[Collected data]

----------

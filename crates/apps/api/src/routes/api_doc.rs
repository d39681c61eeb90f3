use crate::routes::{album, auth, interaction, notification, root, upload};
use utoipa::openapi::security::{Http, HttpAuthScheme, SecurityScheme};
use utoipa::{Modify, OpenApi};

#[derive(OpenApi)]
#[openapi(
    paths(
        root::handlers::root,
        root::handlers::health_check,
        // Auth handlers
        auth::handlers::get_me,
        // Album handlers
        album::handlers::list_event_types_handler,
        album::handlers::get_public_album_handler,
        album::handlers::create_album_handler,
        album::handlers::list_albums_handler,
        album::handlers::get_owner_stats_handler,
        album::handlers::get_album_details_handler,
        album::handlers::update_album_handler,
        album::handlers::delete_album_handler,
        album::handlers::update_album_status_handler,
        album::handlers::get_album_qr_handler,
        album::handlers::get_album_stats_handler,
        album::handlers::list_collaborators_handler,
        album::handlers::add_collaborator_handler,
        album::handlers::remove_collaborator_handler,
        // Upload handlers
        upload::handlers::submit_upload_handler,
        upload::handlers::list_uploads_handler,
        upload::handlers::get_upload_stats_handler,
        upload::handlers::get_upload_handler,
        upload::handlers::update_upload_handler,
        upload::handlers::delete_upload_handler,
        upload::handlers::download_upload_handler,
        // Interaction handlers
        interaction::handlers::toggle_like_handler,
        interaction::handlers::list_comments_handler,
        interaction::handlers::add_comment_handler,
        interaction::handlers::report_upload_handler,
        interaction::handlers::list_reports_handler,
        interaction::handlers::resolve_report_handler,
        interaction::handlers::moderate_upload_handler,
        interaction::handlers::bulk_moderate_handler,
        // Notification handlers
        notification::handlers::list_notifications_handler,
        notification::handlers::get_notification_stats_handler,
        notification::handlers::get_notification_handler,
        notification::handlers::mark_read_handler,
        notification::handlers::mark_all_read_handler,
        notification::handlers::get_preferences_handler,
        notification::handlers::update_preferences_handler,
        notification::handlers::send_notification_handler,
        notification::handlers::list_emails_handler,
        notification::handlers::retry_email_handler,
        notification::handlers::retry_due_emails_handler,
        notification::handlers::list_templates_handler,
        notification::handlers::create_template_handler,
        notification::handlers::get_template_handler,
        notification::handlers::update_template_handler,
        notification::handlers::delete_template_handler,
        notification::handlers::send_template_email_handler,
    ),
    components(
        schemas(
        ),
    ),
    modifiers(&SecurityAddon),
    tags(
        (name = "EventVault", description = "EventVault's API"),
        (name = "Album", description = "Event albums, access codes and collaborators"),
        (name = "Upload", description = "Guest uploads and managing uploaded files"),
        (name = "Interaction", description = "Likes, comments, reports and moderation"),
        (name = "Notification", description = "In-app notifications, preferences and outbound email"),
        (name = "Auth", description = "Authentication endpoints"),
        (name = "System", description = "Health check"),
    )
)]
pub struct ApiDoc;

struct SecurityAddon;

impl Modify for SecurityAddon {
    fn modify(&self, openapi: &mut utoipa::openapi::OpenApi) {
        let components = openapi.components.get_or_insert_with(Default::default);
        components.add_security_scheme(
            "bearer_auth",
            SecurityScheme::Http(Http::new(HttpAuthScheme::Bearer)),
        );
    }
}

----------

◆ **Work required**
What belongs in the answer is each line of the data that has the word "description".

◆ **Final answer**
        (name = "EventVault", description = "EventVault's API"),
        (name = "Album", description = "Event albums, access codes and collaborators"),
        (name = "Upload", description = "Guest uploads and managing uploaded files"),
        (name = "Interaction", description = "Likes, comments, reports and moderation"),
        (name = "Notification", description = "In-app notifications, preferences and outbound email"),
        (name = "Auth", description = "Authentication endpoints"),
        (name = "System", description = "Health check"),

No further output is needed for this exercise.